2024 San Marino general election
- All 60 seats in the Grand and General Council 31 seats needed for a majority
- Turnout: 50.73% (▼5.00pp)
- This lists parties that won seats. See the complete results below.
| Party |  | Leader | Vote % | Seats | +/– |
|  | PDCS | Marino Albani | 34.14 | 22 | +1 |
|  | Libera/PS | Paolo Albani | 15.75 | 10 | −4 |
|  | PSD | Milena Gasperoni | 12.19 | 8 | +4 |
|  | RF | Federico Bascucci | 11.98 | 8 | +2 |
|  | DML | Mirella Andreini | 8.47 | 5 | +1 |
|  | AR | Andreina Bartolini | 6.98 | 4 | New |
|  | RETE | Marianna Bucci | 5.07 | 3 | −8 |
- Results by castelli
| Secretary for Foreign Affairs before | Secretary for Foreign Affairs after election |
| Luca Beccari PDCS–DeL | Luca Beccari PDCS–DeL |

= 2024 San Marino general election =

General elections were held in San Marino on 9 June 2024.

==Electoral system==

The 60 members of the Grand and General Council are elected by proportional representation, with seats allocated using the d'Hondt method. The electoral threshold is calculated by multiplying the number of parties running in the elections by 0.4, with a maximum possible threshold of 3.5%.
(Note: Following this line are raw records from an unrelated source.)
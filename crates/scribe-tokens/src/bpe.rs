use std::sync::OnceLock;

use scribe_core::{Accuracy, Error, Performance, Result};
use tiktoken_rs::CoreBPE;

use crate::TokenCounter;

/// tiktoken vocabularies bundled with tiktoken-rs
#[derive(Debug, Clone, Copy, PartialEq, Eq)]
pub enum Encoding {
    /// GPT-3.5 and GPT-4
    Cl100kBase,
    /// GPT-4o
    O200kBase,
    /// Codex and text-davinci-002/003
    P50kBase,
}

impl Encoding {
    fn load(&self) -> std::result::Result<CoreBPE, String> {
        let loaded = match self {
            Self::Cl100kBase => tiktoken_rs::cl100k_base(),
            Self::O200kBase => tiktoken_rs::o200k_base(),
            Self::P50kBase => tiktoken_rs::p50k_base(),
        };
        loaded.map_err(|e| e.to_string())
    }

    pub fn as_str(&self) -> &'static str {
        match self {
            Self::Cl100kBase => "cl100k_base",
            Self::O200kBase => "o200k_base",
            Self::P50kBase => "p50k_base",
        }
    }
}

/// Exact, model-specific counter backed by a BPE vocabulary
///
/// The vocabulary is loaded on first use and kept for the life of the
/// counter. A failed load marks the backend unavailable instead of panicking.
pub struct BpeCounter {
    name: String,
    display_name: String,
    encoding: Encoding,
    bpe: OnceLock<Option<CoreBPE>>,
}

impl BpeCounter {
    pub fn new(name: impl Into<String>, display_name: impl Into<String>, encoding: Encoding) -> Self {
        Self {
            name: name.into(),
            display_name: display_name.into(),
            encoding,
            bpe: OnceLock::new(),
        }
    }

    pub fn encoding(&self) -> Encoding {
        self.encoding
    }

    fn bpe(&self) -> Option<&CoreBPE> {
        self.bpe
            .get_or_init(|| match self.encoding.load() {
                Ok(bpe) => {
                    tracing::debug!(tokenizer = %self.name, encoding = self.encoding.as_str(), "Loaded BPE vocabulary");
                    Some(bpe)
                }
                Err(e) => {
                    tracing::warn!(tokenizer = %self.name, "Failed to load {}: {}", self.encoding.as_str(), e);
                    None
                }
            })
            .as_ref()
    }
}

impl TokenCounter for BpeCounter {
    fn name(&self) -> &str {
        &self.name
    }

    fn display_name(&self) -> &str {
        &self.display_name
    }

    fn is_premium(&self) -> bool {
        true
    }

    fn accuracy(&self) -> Accuracy {
        Accuracy::Exact
    }

    fn performance(&self) -> Performance {
        Performance::Slow
    }

    fn is_available(&self) -> bool {
        self.bpe().is_some()
    }

    fn count(&self, text: &str) -> Result<usize> {
        let bpe = self
            .bpe()
            .ok_or_else(|| Error::TokenizerUnavailable(self.name.clone()))?;
        Ok(bpe.encode_ordinary(text).len())
    }
}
If no party receives a majority, or the two largest parties are unable to form a coalition government within thirty days of the elections, a runoff election will be held between the two most popular coalitions, with the winner receiving a majority jackpot to give them a majority.

==Campaign==
A political collaboration between Future Republic (RF) and Area Democratica was announced on 18 April 2024. Area Democratica nominated some of its representatives on the RF list as independent candidates for the election.

An electoral alliance was formed for the elections:

- Reformist Alliance (Alleanza Riformista), an alliance of Movimento Ideali Socialisti, We Sammarineses, and Ēlego.

On 18 April, a coalition was formed between the Sammarinese Christian Democratic Party and the Reformist Alliance, known as Democracy and Freedom.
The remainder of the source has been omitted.